Genomic analysis of polycyclic aromatic hydrocarbon degradation in Mycobacterium vanbaalenii PYR-1

  • Seong-Jae Kim
  • Ohgew Kweon
  • Richard C. Jones
  • Ricky D. Edmondson
  • Carl E. CernigliaEmail author
Original Paper

Abstract

Mycobacterium vanbaalenii PYR-1 is well known for its ability to degrade a wide range of high-molecular-weight (HMW) polycyclic aromatic hydrocarbons (PAHs). The genome of this bacterium has recently been sequenced, allowing us to gain insights into the molecular basis for the degradation of PAHs. The 6.5 Mb genome of PYR-1 contains 194 chromosomally encoded genes likely associated with degradation of aromatic compounds. The most distinctive feature of the genome is the presence of a 150 kb major catabolic region at positions 494 ~ 643 kb (region A), with an additional 31 kb region at positions 4,711 ~ 4,741 kb (region B), which is predicted to encode most enzymes for the degradation of PAHs.
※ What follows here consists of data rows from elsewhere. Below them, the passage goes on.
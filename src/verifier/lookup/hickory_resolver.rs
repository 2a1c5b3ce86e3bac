// dkim-parse – extraction and verification of DKIM signatures
// Copyright © 2022–2023 David Bürgin <dbuergin@gluet.ch>
//
// This program is free software: you can redistribute it and/or modify it under
// the terms of the GNU General Public License as published by the Free Software
// Foundation, either version 3 of the License, or (at your option) any later
// version.
//
// This program is distributed in the hope that it will be useful, but WITHOUT
// ANY WARRANTY; without even the implied warranty of MERCHANTABILITY or FITNESS
// FOR A PARTICULAR PURPOSE. See the GNU General Public License for more
// details.
//
// You should have received a copy of the GNU General Public License along with
// this program. If not, see <https://www.gnu.org/licenses/>.

use super::LookupTxt;
use hickory_resolver::{error::ResolveErrorKind, Name, TokioAsyncResolver};
use std::{
    future::Future,
    io::{self, ErrorKind},
    pin::Pin,
};

impl LookupTxt for TokioAsyncResolver {
    type Answer = Vec<io::Result<Vec<u8>>>;
    type Query<'a> = Pin<Box<dyn Future<Output = io::Result<Self::Answer>> + Send + 'a>>;

    fn lookup_txt(&self, domain: &str) -> Self::Query<'_> {
        let name = Name::from_ascii(domain);

        Box::pin(async move {
            let name = name.map_err(|_| io::Error::from(ErrorKind::InvalidInput))?;

            let lookup = self.txt_lookup(name).await.map_err(|e| match e.kind() {
                ResolveErrorKind::NoRecordsFound { .. } => io::Error::from(ErrorKind::NotFound),
                _ => io::Error::new(ErrorKind::Other, e),
            })?;

            // a TXT record may consist of several character strings
            Ok(lookup
                .into_iter()
                .map(|txt| Ok(txt.txt_data().concat()))
                .collect())
        })
    }
}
Region A has an atypical mosaic structure made of several gene clusters in which the genes for PAH degradation are complexly arranged and scattered around the clusters. Significant differences in the gene structure and organization as compared to other well-known aromatic hydrocarbon degraders including Pseudomonas and Burkholderia were revealed. Many identified genes were enriched with multiple paralogs showing a remarkable range of diversity, which could contribute to the wide variety of PAHs degraded by M. vanbaalenii PYR-1. The PYR-1 genome also revealed the presence of 28 genes involved in the TCA cycle. Based on the results, we proposed a pathway in which HMW PAHs are degraded into the β-ketoadipate pathway through protocatechuate and then mineralized to CO2 via TCA cycle. We also identified 67 and 23 genes involved in PAH degradation and TCA cycle pathways, respectively, to be expressed as proteins.

Keywords

Degradation Genomic analysis Mycobacterium vanbaalenii PYR-1 Polycyclic aromatic hydrocarbons Proteome analysis 

Abbreviations

CYPs

Cytochrome P450 monooxygenases

HMW

High-molecular-weight

JGI

Joint Genome Institute

KEGG

Kyoto Encyclopedia of Genes and Genomes

ORFs

Open reading frames

PAHs

Polycyclic aromatic hydrocarbons

RHOs

Ring-hydroxylating oxygenases

Notes

Acknowledgments

We thank Robin L. Stingley and Ashraf A. Khan for critical review of the manuscript and Thomas D. Yun for graphical assistance. The authors acknowledge Charles D. Miller and Ronald C. Sims at the Utah State University and the staff of the Joint Genome Institute for their efforts with the genome sequencing of M. vanbaalenii PYR-1. This work was supported by an appointment to the Postgraduate Research Program at the National Center for Toxicological Research administered by the Oak Ridge Institute for Science and Education through an interagency agreement between the U. S. Department of Energy and the U. S. Food and Drug Administration.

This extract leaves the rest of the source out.